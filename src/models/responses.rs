//! Response DTOs returned by the AI service

use serde::{Deserialize, Serialize};

/// Reply from `POST /api/ai/chat`.
#[derive(Debug, Clone, PartialEq, Serialize, Deserialize)]
pub struct ChatReply {
    pub success: bool,
    #[serde(default)]
    pub message: String,
    /// Upstream model provider that answered
    #[serde(default, skip_serializing_if = "Option::is_none")]
    pub provider: Option<String>,
    #[serde(default, skip_serializing_if = "Option::is_none")]
    pub error: Option<String>,
}

/// One step towards a goal.
#[derive(Debug, Clone, PartialEq, Eq, Serialize, Deserialize)]
#[serde(rename_all = "camelCase")]
pub struct Milestone {
    pub title: String,
    #[serde(default)]
    pub description: String,
    /// Days from the start of the plan
    pub due_in_days: u32,
}

/// A goal broken down into ordered milestones.
#[derive(Debug, Clone, PartialEq, Eq, Default, Serialize, Deserialize)]
pub struct GoalPlan {
    pub milestones: Vec<Milestone>,
}

/// Reply from `POST /api/ai/decompose`.
#[derive(Debug, Clone, PartialEq, Serialize, Deserialize)]
pub struct DecomposeReply {
    pub success: bool,
    #[serde(default)]
    pub milestones: Vec<Milestone>,
    #[serde(default, skip_serializing_if = "Option::is_none")]
    pub error: Option<String>,
}

/// A suggested habit.
#[derive(Debug, Clone, PartialEq, Eq, Serialize, Deserialize)]
pub struct Suggestion {
    pub title: String,
    #[serde(default)]
    pub description: String,
    #[serde(default, skip_serializing_if = "Option::is_none")]
    pub category: Option<String>,
    /// e.g. `"daily"`, `"3x per week"`
    #[serde(default, skip_serializing_if = "Option::is_none")]
    pub frequency: Option<String>,
}

/// Reply from `POST /api/ai/suggestions`.
#[derive(Debug, Clone, PartialEq, Serialize, Deserialize)]
pub struct SuggestionsReply {
    pub success: bool,
    #[serde(default)]
    pub suggestions: Vec<Suggestion>,
    #[serde(default, skip_serializing_if = "Option::is_none")]
    pub error: Option<String>,
}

◇ ◇ ◇ ◇ ◇ ◇ ◇

-- To do --
Copy every entry exactly as it is given.

-- Response box --
filename src/models/responses.rs
//! Response DTOs returned by the AI service

use serde::{Deserialize, Serialize};

/// Reply from `POST /api/ai/chat`.
#[derive(Debug, Clone, PartialEq, Serialize, Deserialize)]
pub struct ChatReply {
    pub success: bool,
    #[serde(default)]
    pub message: String,
    /// Upstream model provider that answered
    #[serde(default, skip_serializing_if = "Option::is_none")]
    pub provider: Option<String>,
    #[serde(default, skip_serializing_if = "Option::is_none")]
    pub error: Option<String>,
}

/// One step towards a goal.
#[derive(Debug, Clone, PartialEq, Eq, Serialize, Deserialize)]
#[serde(rename_all = "camelCase")]
pub struct Milestone {
    pub title: String,
    #[serde(default)]
    pub description: String,
    /// Days from the start of the plan
    pub due_in_days: u32,
}

/// A goal broken down into ordered milestones.
#[derive(Debug, Clone, PartialEq, Eq, Default, Serialize, Deserialize)]
pub struct GoalPlan {
    pub milestones: Vec<Milestone>,
}

/// Reply from `POST /api/ai/decompose`.
#[derive(Debug, Clone, PartialEq, Serialize, Deserialize)]
pub struct DecomposeReply {
    pub success: bool,
    #[serde(default)]
    pub milestones: Vec<Milestone>,
    #[serde(default, skip_serializing_if = "Option::is_none")]
    pub error: Option<String>,
}

/// A suggested habit.
#[derive(Debug, Clone, PartialEq, Eq, Serialize, Deserialize)]
pub struct Suggestion {
    pub title: String,
    #[serde(default)]
    pub description: String,
    #[serde(default, skip_serializing_if = "Option::is_none")]
    pub category: Option<String>,
    /// e.g. `"daily"`, `"3x per week"`
    #[serde(default, skip_serializing_if = "Option::is_none")]
    pub frequency: Option<String>,
}

/// Reply from `POST /api/ai/suggestions`.
#[derive(Debug, Clone, PartialEq, Serialize, Deserialize)]
pub struct SuggestionsReply {
    pub success: bool,
    #[serde(default)]
    pub suggestions: Vec<Suggestion>,
    #[serde(default, skip_serializing_if = "Option::is_none")]
    pub error: Option<String>,
}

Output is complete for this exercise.